Scientists Found A Seriously Giant Parrot Fossil In New Zealand

Scientists Found A Seriously Giant Parrot Fossil In New Zealand

Scientists have uncovered evidence of an enormous parrot in New Zealand (of course). This Polly doesn’t want a cracker. This Polly wants a whole damn loaf of bread.

Before humans arrived, islands were funhouses when it came to avian evolution, producing giant, often flightless birds. New Zealand may once have been home to a 7kg, 0.91m-tall parrot, according to new research.

What was it like? “One can only speculate on this from comparing modern relatives,” study author Trevor Worthy, associate professor at Flinders University in Australia, told Gizmodo in an email. “Parrots are clever, able to solve problems. Most are herbivores of one kind or another, but one restricted mainly to the ground likely fed on berries and seeds of the abundant fruit that existed in the forest it lived in.”

Scientists first found the fossils — a pair of partial tibiotarsi — in 2008. Birds have three leg bones as opposed to humans’ two, and the tibiotarsus is the middle one. Though they first thought the bones came from an eagle, according to the paper published in Biology Letters, their shape and proportions seemed more parrot-like. But the bones were much larger than most parrots’ tibiotarsi. This bird may have been twice the size of the kakapo, the heaviest living parrot.

Image That’s a big parrot! (Illustration: Paul Scofield, Canterbury Museum)

They named the bird Heracles inexpectatus, after the unexpected nature of the find as well as the giant size of the bird. The same scientists had previously named a group of extinct parrots the Nelepsittacus (after Neleus from Greek mythology), which are closely related to a group of birds named after Neleus’ son Nestor. In Greek myth, Heracles killed Neleus and all of his sons except for Nestor.

These fossils were first found in Central Otago on the South Island of New Zealand among the St. Bathans fauna. Large bones are rare in this deposit, but it has yielded fossils of moas, a giant eagle, and other parrots. The two leg bones were found in rock dated to 16 million to 19 million years old.

Martin Stervander, postdoctoral fellow at the University of Oregon, found the study convincing. “To an outsider, the science of osteology may seem like reading tea leaves, but these authors are experts and systematically account for the shape of ridges, crests, and depressions on the bones,” he told Gizmodo in an email. “By comparing these features to numerous bones from two vast museum collections, they can point out similarities and differences to all the major bird lineages. The two bones include six unique features that only parrots have, which nails the identification.”

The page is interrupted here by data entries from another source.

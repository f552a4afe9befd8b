use chrono::NaiveDate;

use crate::model::*;

// ── Availability ─────────────────────────────────────────────────

/// Units free on each night of `stay`: `units` minus active allocations covering the night.
pub fn availability(room_type: &RoomTypeState, stay: &Stay, now: Ms) -> Vec<NightAvailability> {
    let active: Vec<Stay> = room_type
        .allocations_overlapping(stay)
        .filter(|a| a.is_active(now))
        .map(|a| a.stay)
        .collect();

    stay.nights()
        .map(|night| NightAvailability {
            night,
            available: room_type.units.saturating_sub(occupancy(&active, night)),
        })
        .collect()
}

/// First night of `stay` on which every unit is already taken.
pub fn first_sold_out_night(room_type: &RoomTypeState, stay: &Stay, now: Ms) -> Option<NaiveDate> {
    availability(room_type, stay, now)
        .into_iter()
        .find(|n| n.available == 0)
        .map(|n| n.night)
}

fn occupancy(stays: &[Stay], night: NaiveDate) -> u32 {
    stays.iter().filter(|s| s.contains_night(night)).count() as u32
}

There are limitations, of course. It’s hard to determine where this bird would appear in the parrot family tree with just a pair of leg bones. But the research helps solidify that large islands without mammalian predators can produce some pretty wacky wildlife, including New Zealand’s famous enormous birds. I can only imagine such a parrot interacting with tourists and New Zealanders today.